The answer must consist of each line below that contains the word "unit", copied in full.

Given records below:

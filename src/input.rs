use std::{
    io::{self, BufRead, Write},
    time::Duration,
};

use thiserror::Error;

use crate::structs::Coordinate;

#[derive(Debug, Error, PartialEq)]
pub enum InputError {
    #[error("'{0}' is not a year")]
    Year(String),
    #[error("'{0}' is not a location, expected 'lat, lon'")]
    Location(String),
    #[error("location {0} is outside of the globe")]
    OffGlobe(Coordinate),
    #[error("'{0}' is not a wait time, expected e.g. '30', '30s' or '2 minutes'")]
    Wait(String),
    #[error("no input given")]
    Closed,
}

pub fn parse_year(s: &str) -> Result<i32, InputError> {
    s.trim().parse().map_err(|_| InputError::Year(s.to_owned()))
}

/// Parses a `"lat, lon"` pair in decimal degrees.
pub fn parse_location(s: &str) -> Result<Coordinate, InputError> {
    let err = || InputError::Location(s.to_owned());
    let (lat, lon) = s.split_once(',').ok_or_else(err)?;
    let lat = lat.trim().parse::<f64>().map_err(|_| err())?;
    let lon = lon.trim().parse::<f64>().map_err(|_| err())?;

    let coordinate = Coordinate::new(lat, lon);
    if coordinate.is_on_globe() {
        Ok(coordinate)
    } else {
        Err(InputError::OffGlobe(coordinate))
    }
}

/// Parses a wait budget such as `30`, `12.5s`, `30 seconds` or `2 min`.
/// Without a unit the value is taken as seconds.
pub fn parse_wait(s: &str) -> Result<Duration, InputError> {
    let err = || InputError::Wait(s.to_owned());
    let trimmed = s.trim();
    let split = trimmed
        .find(|c: char| c.is_ascii_alphabetic())
        .unwrap_or(trimmed.len());
    let (number, unit) = trimmed.split_at(split);

    let value = number.trim().parse::<f64>().map_err(|_| err())?;
    let scale = match unit.trim().to_ascii_lowercase().as_str() {
        "" | "s" | "sec" | "secs" | "second" | "seconds" => 1.0,
        "m" | "min" | "mins" | "minute" | "minutes" => 60.0,
        _ => return Err(err()),
    };
    Duration::try_from_secs_f64(value * scale).map_err(|_| err())
}

/// Prints `question` and reads one line from `input`.
pub fn prompt<R: BufRead, W: Write>(
    input: &mut R,
    output: &mut W,
    question: &str,
) -> io::Result<Option<String>> {
    write!(output, "{question}")?;
    output.flush()?;
    let mut line = String::new();
    if input.read_line(&mut line)? == 0 {
        return Ok(None);
    }
    Ok(Some(line.trim().to_owned()))
}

End of Given records.

Answer area.
/// Without a unit the value is taken as seconds.
    let (number, unit) = trimmed.split_at(split);
    let scale = match unit.trim().to_ascii_lowercase().as_str() {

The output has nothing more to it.